Sophie did not mention Hardenberg’s story The Blue Flower. And Goethe, at least, made no reference to the draught.
Erasmus, who had found out exactly when the visit was to be, was waiting, or rather hovering, at the corner of the street.
‘Excellency! Please, a word! I am Hardenberg’s younger brother - that is, one of his younger brothers. I am a student of forestry - that is, not here …’
‘I did not think it would be here,’ said Goethe. ‘There is no school of forestry in the University of Jena.’
‘I have been studying at Hubertusberg. That is, I have just left Hubertusberg. May I walk a short distance with you?’
Goethe smiled, and said that there was no law against it.

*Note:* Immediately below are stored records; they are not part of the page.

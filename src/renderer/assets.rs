//! Load-once asset cache
//!
//! Handles are created the first time an asset name is requested and reused
//! for every later draw call. A failed load is remembered so it is not retried
//! every frame.

use std::collections::HashMap;

#[derive(Debug)]
pub struct AssetCache<H> {
    entries: HashMap<String, Option<H>>,
}

impl<H> Default for AssetCache<H> {
    fn default() -> Self {
        Self {
            entries: HashMap::new(),
        }
    }
}

impl<H> AssetCache<H> {
    pub fn new() -> Self {
        Self::default()
    }

    /// Cached handle for `name`, loading it with `load` on first use
    pub fn get_or_load<F>(&mut self, name: &str, load: F) -> Option<&H>
    where
        F: FnOnce(&str) -> Option<H>,
    {
        if !self.entries.contains_key(name) {
            let handle = load(name);
            if handle.is_none() {
                log::warn!("Failed to load asset {}", name);
            }
            self.entries.insert(name.to_string(), handle);
        }
        self.entries.get(name).and_then(Option::as_ref)
    }

    /// Load every name up front
    pub fn preload<'n, I, F>(&mut self, names: I, mut load: F)
    where
        I: IntoIterator<Item = &'n str>,
        F: FnMut(&str) -> Option<H>,
    {
        for name in names {
            self.get_or_load(name, &mut load);
        }
    }

    pub fn get(&self, name: &str) -> Option<&H> {
        self.entries.get(name).and_then(Option::as_ref)
    }

    /// Number of names attempted (loaded or failed)
    pub fn len(&self) -> usize {
        self.entries.len()
    }

    pub fn is_empty(&self) -> bool {
        self.entries.is_empty()
    }
}

#[cfg(test)]
mod tests {
    use super::*;
    use std::cell::Cell;

    #[test]
    fn test_loads_once() {
        let loads = Cell::new(0);
        let mut cache = AssetCache::new();
        let loader = |name: &str| {
            loads.set(loads.get() + 1);
            Some(name.len())
        };

        assert_eq!(cache.get_or_load("mammoth.png", loader), Some(&11));
        assert_eq!(cache.get_or_load("mammoth.png", loader), Some(&11));
        assert_eq!(loads.get(), 1);
    }

    #[test]
    fn test_failed_load_not_retried() {
        let loads = Cell::new(0);
        let mut cache: AssetCache<u8> = AssetCache::new();
        let loader = |_: &str| {
            loads.set(loads.get() + 1);
            None
        };
        assert!(cache.get_or_load("missing.png", loader).is_none());
        assert!(cache.get_or_load("missing.png", loader).is_none());
        assert_eq!(loads.get(), 1);
        assert_eq!(cache.len(), 1);
    }

    #[test]
    fn test_preload() {
        let mut cache = AssetCache::new();
        cache.preload(["a.png", "b.png", "a.png"], |n: &str| Some(n.to_string()));
        assert_eq!(cache.len(), 2);
        assert_eq!(cache.get("b.png").map(String::as_str), Some("b.png"));
        assert!(cache.get("c.png").is_none());
    }
}
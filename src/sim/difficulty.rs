//! Score-driven difficulty ramp
//!
//! Difficulty is a pure function of the number of buildings cleared: speed
//! steps up every `speed_step_score` points until it hits the cap, spawn
//! interval bounds step down every `interval_step_score` points until they hit
//! their floors.

use serde::{Deserialize, Serialize};

use crate::tuning::DifficultyParams;

#[derive(Debug, Clone, Copy, PartialEq, Eq, Serialize, Deserialize)]
pub struct Difficulty {
    /// Pixels per frame every building moves left
    pub scroll_speed: u32,
    /// Minimum spawn interval
    pub interval_base_ms: u32,
    /// Random extra on top of the base, drawn from [0, jitter)
    pub interval_jitter_ms: u32,
}

impl Difficulty {
    pub fn for_score(score: u32, params: &DifficultyParams) -> Self {
        let speed_steps = score / params.speed_step_score.max(1);
        let scroll_speed = params
            .initial_speed
            .saturating_add(speed_steps)
            .min(params.max_speed);

        let interval_steps = score / params.interval_step_score.max(1);
        let interval_base_ms = tighten(
            params.interval_base_ms,
            params.interval_base_step_ms,
            interval_steps,
            params.interval_base_floor_ms,
        );
        let interval_jitter_ms = tighten(
            params.interval_jitter_ms,
            params.interval_jitter_step_ms,
            interval_steps,
            params.interval_jitter_floor_ms,
        );

        Self {
            scroll_speed,
            interval_base_ms,
            interval_jitter_ms,
        }
    }

    /// Starting difficulty of every session
    pub fn initial(params: &DifficultyParams) -> Self {
        Self::for_score(0, params)
    }
}

/// `initial - step * steps`, never below `floor` (nor above `initial`)
fn tighten(initial: u32, step: u32, steps: u32, floor: u32) -> u32 {
    initial
        .saturating_sub(step.saturating_mul(steps))
        .max(floor)
        .min(initial)
}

‘You have been calling on Fraulein Sophie von Kuhn,’ perserved Erasmus, ‘and her elder sister, Frau Leutnant
Mandelsloh.’
‘Ah, she is the elder sister, is she? A woman of strength, I had not quite made out the relationship.’ Since Erasmus, coughing, trotting by his side, could manage nothing more at the moment Goethe went on, ‘I think I know what you wanted to ask me. You wonder whether Fraulein von Kuhn, when she is restored to health, will be a true source of happiness to your brother. Probably you feel that there is not an equality of understanding between them. But rest assured, it is not her understanding that we love in a young girl. We love her beauty, her innocence, her trust in us, her airs and graces, her God knows what - but we don’t love her for her understanding - nor, I am sure, does Hardenberg. He will be happy, at least for a certain number of years, with what she can offer him, and then he may have the incomparable blessing of children, while his poetry -‘
Erasmus desperately caught the arm of the great man in mid-speech, spinning him round like flotsam in the tide. ‘But that is not what I wanted to ask you!’
Goethe stopped and looked down at him. (The servant, twenty yards behind, stopped also, and stared into a barber’s shop.)
‘I was mistaken, then. You are not concerned about your brother’s happiness?’
‘Not about his!’ cried Erasmus. ‘About hers, about Sophie’s, about hers!’
47
How Professor Stark Managed
WHEN Professor Stark returned to Jena he made an examination, and said that an operation was necessary. He would insert tubes, to carry away the poison. There was no other way to drain the gracious Fraulein’s tumour. Authorisation was needed from her stepfather in Gruningen. This arrived within twenty-four hours.